*** Opening of DATA ***

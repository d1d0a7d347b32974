//! # climbhub-client
//!
//! The interaction layer of the ClimbHub sync core: [`InteractionController`]
//! orchestrates optimistic like/comment/save intents against the backend,
//! [`ProfileSyncAdapter`] reconciles the saved-videos projection, and
//! [`ClimbClient`] wires both to a [`VideoStore`](climbhub_store::VideoStore)
//! for the rendering layer to consume.

pub mod client;
pub mod controller;
pub mod profile_sync;

mod error;

use tracing_subscriber::{fmt, EnvFilter};

pub use client::ClimbClient;
pub use controller::InteractionController;
pub use error::{InteractionError, ValidationError};
pub use profile_sync::ProfileSyncAdapter;

/// Install the default tracing subscriber for an embedding application.
///
/// Honors `RUST_LOG`; idempotent, so embedding apps and tests can both call
/// it.
pub fn init_logging() {
    let filter = EnvFilter::try_from_default_env().unwrap_or_else(|_| {
        EnvFilter::new("climbhub_client=debug,climbhub_store=info,climbhub_api=info,warn")
    });

    let _ = fmt()
        .with_env_filter(filter)
        .with_target(true)
        .with_file(false)
        .with_line_number(false)
        .try_init();
}
//! User intents: like, comment, save.
//!
//! Each intent runs a small per-intent state machine: Idle, then Pending
//! while an optimistic mutation is in the store and the remote call is in
//! flight, then Committed (state stands, reconciled to server truth) or
//! RolledBack (pre-intent state restored, typed error surfaced).
//!
//! There is no per-video mutex. Overlapping intents on the same video each
//! apply their result when their response arrives, so convergence is
//! last-settled-wins by response arrival order, not call order. That is the
//! documented guarantee: convergence, not linearizability.

use std::sync::Arc;

use tracing::{debug, warn};

use climbhub_api::VideoApi;
use climbhub_shared::{Comment, UserId, VideoId};
use climbhub_store::VideoStore;

use crate::error::{InteractionError, Result, ValidationError};
use crate::profile_sync::ProfileSyncAdapter;

/// Turns user intents into optimistic store mutations plus a confirmed or
/// rolled-back remote call.
///
/// All identity is explicit: every intent takes the acting user, and a
/// missing identity is rejected locally before anything reaches the
/// network.
#[derive(Clone)]
pub struct InteractionController {
    store: VideoStore,
    api: Arc<dyn VideoApi>,
    profiles: ProfileSyncAdapter,
}

impl InteractionController {
    pub fn new(store: VideoStore, api: Arc<dyn VideoApi>) -> Self {
        Self {
            store,
            profiles: ProfileSyncAdapter::new(api.clone()),
            api,
        }
    }

    pub fn profiles(&self) -> &ProfileSyncAdapter {
        &self.profiles
    }

    fn require_user(user: Option<UserId>) -> Result<UserId> {
        user.ok_or_else(|| ValidationError::MissingUser.into())
    }

    /// Flip the acting user's like on a video.
    ///
    /// The inverse membership is applied immediately; on success the store
    /// is reconciled to the server-reported direction (server truth wins on
    /// mismatch), on failure the original membership is restored exactly.
    /// Returns the final membership.
    pub async fn toggle_like(&self, video: VideoId, user: Option<UserId>) -> Result<bool> {
        let user = Self::require_user(user)?;
        let was_liked = self.store.is_liked_by(video, user)?;

        // Pending: optimistic flip.
        self.store.apply_like_delta(video, user, !was_liked)?;

        match self.api.toggle_like(video, user).await {
            Ok(status) => {
                // Committed. Applied at response arrival, which is what
                // serializes overlapping toggles.
                self.store.apply_like_delta(video, user, status.liked)?;
                debug!(video = %video, user = %user, liked = status.liked, "like committed");
                Ok(status.liked)
            }
            Err(e) => {
                // RolledBack: restore the pre-intent membership.
                self.store.apply_like_delta(video, user, was_liked)?;
                warn!(video = %video, user = %user, error = %e, "like rolled back");
                Err(InteractionError::Like(e))
            }
        }
    }

    /// Post a comment and pick up the server-populated comment sequence.
    ///
    /// Confirm-then-show: there is no optimistic insert, so a failed post
    /// never leaves a ghost comment. After a confirmed post the sequence is
    /// re-fetched and swapped wholesale; the server owns the denormalized
    /// author display data, so the client-echoed comment is not trusted.
    /// Returns the authoritative sequence.
    pub async fn add_comment(
        &self,
        video: VideoId,
        author: Option<UserId>,
        text: &str,
    ) -> Result<Vec<Comment>> {
        let author = Self::require_user(author)?;
        let trimmed = text.trim();
        if trimmed.is_empty() {
            return Err(ValidationError::EmptyComment.into());
        }

        self.api
            .add_comment(video, author, trimmed)
            .await
            .map_err(InteractionError::Comment)?;

        let comments = self
            .api
            .get_comments(video)
            .await
            .map_err(InteractionError::Fetch)?;
        self.store.replace_comments(video, comments.clone())?;
        debug!(video = %video, count = comments.len(), "comment sequence replaced");
        Ok(comments)
    }

    /// Flip whether the acting user has saved a video.
    ///
    /// The local saved projection is flipped immediately. On success the
    /// profile's authoritative saved set is refreshed and merged, silently
    /// correcting the optimistic flip if they disagree; on failure the flip
    /// is reverted. If the post-success refresh itself fails the flip
    /// stands (the toggle did succeed server-side) and a fetch failure is
    /// surfaced so the view can warn. Returns the final saved state.
    pub async fn toggle_save(&self, video: VideoId, user: Option<UserId>) -> Result<bool> {
        let user = Self::require_user(user)?;

        // Pending: optimistic flip.
        let prior = self.store.set_saved(video, !self.store.is_saved(video))?;

        match self.api.toggle_save(video, user).await {
            Ok(_) => {
                // Committed; the profile is the source of truth.
                let map = self
                    .profiles
                    .refresh(user, &self.store.video_ids())
                    .await
                    .map_err(InteractionError::Fetch)?;
                self.store.merge_saved(&map);
                Ok(self.store.is_saved(video))
            }
            Err(e) => {
                // RolledBack.
                self.store.set_saved(video, prior)?;
                warn!(video = %video, user = %user, error = %e, "save rolled back");
                Err(InteractionError::Save(e))
            }
        }
    }
}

*** Close of DATA ***

> TASK ITEM
Retype, in the same exact form, the lines of the material above from the line holding "success the store" through the line holding "is not trusted.".

> ANSWER SECTION
    /// The inverse membership is applied immediately; on success the store
    /// is reconciled to the server-reported direction (server truth wins on
    /// mismatch), on failure the original membership is restored exactly.
    /// Returns the final membership.
    pub async fn toggle_like(&self, video: VideoId, user: Option<UserId>) -> Result<bool> {
        let user = Self::require_user(user)?;
        let was_liked = self.store.is_liked_by(video, user)?;

        // Pending: optimistic flip.
        self.store.apply_like_delta(video, user, !was_liked)?;

        match self.api.toggle_like(video, user).await {
            Ok(status) => {
                // Committed. Applied at response arrival, which is what
                // serializes overlapping toggles.
                self.store.apply_like_delta(video, user, status.liked)?;
                debug!(video = %video, user = %user, liked = status.liked, "like committed");
                Ok(status.liked)
            }
            Err(e) => {
                // RolledBack: restore the pre-intent membership.
                self.store.apply_like_delta(video, user, was_liked)?;
                warn!(video = %video, user = %user, error = %e, "like rolled back");
                Err(InteractionError::Like(e))
            }
        }
    }

    /// Post a comment and pick up the server-populated comment sequence.
    ///
    /// Confirm-then-show: there is no optimistic insert, so a failed post
    /// never leaves a ghost comment. After a confirmed post the sequence is
    /// re-fetched and swapped wholesale; the server owns the denormalized
    /// author display data, so the client-echoed comment is not trusted.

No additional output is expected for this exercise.